Working with DataFrames
Overview
Teaching: 30 min
Exercises: 25 minQuestions
How can I do statistical analysis of tabular data?
Objectives
Import the Pandas library.
Use Pandas to load a simple CSV data set.
Select individual values from a Pandas dataframe.
Select entire rows or entire columns from a dataframe.

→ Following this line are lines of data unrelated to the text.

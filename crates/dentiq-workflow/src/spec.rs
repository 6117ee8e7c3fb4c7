//! Transition trigger tables.
//!
//! Pure configuration data: ordered `(from, to) -> [trigger, ...]` rows per
//! preset, plus the hardcoded legacy switch for clinics without a recognized
//! template. A missing row means "no triggers", never an error.

use crate::template::WorkflowTemplate;
use crate::trigger::Trigger;
use dentiq_core::VisitState;

use Trigger::*;
use VisitState::*;

type Row = (VisitState, VisitState, &'static [Trigger]);

const DEFAULT_CLINIC_ROWS: &[Row] = &[
    (CheckedIn, ReadyForExam, &[NotifyDentist]),
    (TreatmentPlanned, ReadyForBilling, &[NotifyFrontDesk]),
    (ReadyForBilling, Billed, &[CreateInvoice]),
    (Billed, PaymentCompleted, &[NotifyAdmin]),
];

const FULL_CLINIC_ROWS: &[Row] = &[
    (CheckedIn, ReadyForExam, &[NotifyDentist]),
    (ReadyForExam, ExamInProgress, &[]),
    (ExamInProgress, TreatmentPlanned, &[]),
    (TreatmentPlanned, ReadyForBilling, &[NotifyFrontDesk]),
    // Invoice creation on this transition is guaranteed by the dispatcher's
    // unconditional billing hook, so the row only carries the notification.
    (ReadyForBilling, Billed, &[NotifyFrontDesk]),
    (Billed, PaymentCompleted, &[NotifyAdmin]),
    (PaymentCompleted, VisitCompleted, &[NotifyAdmin]),
];

/// Ordered trigger list for a transition under a recognized preset.
///
/// Empty when the preset defines no row for the pair. Repeats in a row are
/// preserved; callers must tolerate them.
pub fn preset_triggers(
    template: WorkflowTemplate,
    from: VisitState,
    to: VisitState,
) -> &'static [Trigger] {
    let rows = match template {
        WorkflowTemplate::DefaultClinic => DEFAULT_CLINIC_ROWS,
        WorkflowTemplate::FullClinic => FULL_CLINIC_ROWS,
    };
    rows.iter()
        .find(|(f, t, _)| *f == from && *t == to)
        .map(|(_, _, triggers)| *triggers)
        .unwrap_or(&[])
}

/// The legacy fallback switch: exactly five transition keys, applied when the
/// clinic has no recognized preset. Any other pair is a no-op.
pub fn legacy_triggers(from: VisitState, to: VisitState) -> &'static [Trigger] {
    match (from, to) {
        (CheckedIn, ReadyForExam) => &[NotifyAssignedDentist],
        (TreatmentPlanned, ReadyForBilling) => &[NotifyFrontDesk],
        (ReadyForBilling, Billed) => &[CreateInvoice],
        (Billed, PaymentCompleted) => &[NotifyAdmin],
        (PaymentCompleted, VisitCompleted) => &[NotifyAdmin],
        _ => &[],
    }
}
//! Storage abstraction for the Dentiq clinic server.
//!
//! One trait per aggregate so the workflow dispatcher can take exactly the
//! stores it needs (role resolution is a scoped query per trigger call, never
//! cached module state).

pub mod error;
pub mod traits;
pub mod types;

pub use error::{ErrorCategory, StorageError};
pub use traits::{InvoiceStore, NotificationStore, StaffDirectory, TreatmentStore, VisitStore};
pub use types::{NewInvoice, NewInvoiceItem, NewNotification};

Select a subset of rows and columns from a dataframe
Analyzing Tabular Data With Pandas
Pandas is a widely-used Python library for statistics, particularly on tabular data. If you’re familiar with R, you’ll notice many similarities, since Pandas follows the same patterns. The star of the Pandas library is the DataFrame type. A DataFrame represents a 2-dimensional table with named columns and rows. A big advantage of DataFrames over numpy array is that a DataFrame can have have different data types for each column. On top of that, Pandas DataFrames provide a lot of extra functionality to make manipulating and working with your data easier.
import pandas
data = pandas.read_csv('data/gapminder_gdp_oceania.csv')
print(data)
country gdpPercap_1952 gdpPercap_1957 gdpPercap_1962 \
0 Australia 10039.59564 10949.64959 12217.22686
1 New Zealand 10556.57566 12247.39532 13175.67800
gdpPercap_1967 gdpPercap_1972 gdpPercap_1977 gdpPercap_1982 \
0 14526.12465 16788.62948 18334.19751 19477.00928
1 14463.91893 16046.03728 16233.71770 17632.41040
gdpPercap_1987 gdpPercap_1992 gdpPercap_1997 gdpPercap_2002 \
0 21888.88903 23424.76683 26997.93657 30687.75473
1 19007.19129 18363.32494 21050.41377 23189.80135
gdpPercap_2007
0 34435.36744
1 25185.00911
Here we use the read_csv function to read in a file from our data directory. If we print our DataFrame we can see that the columns in a DataFrame contain the observed variables, and the rows contain the observations.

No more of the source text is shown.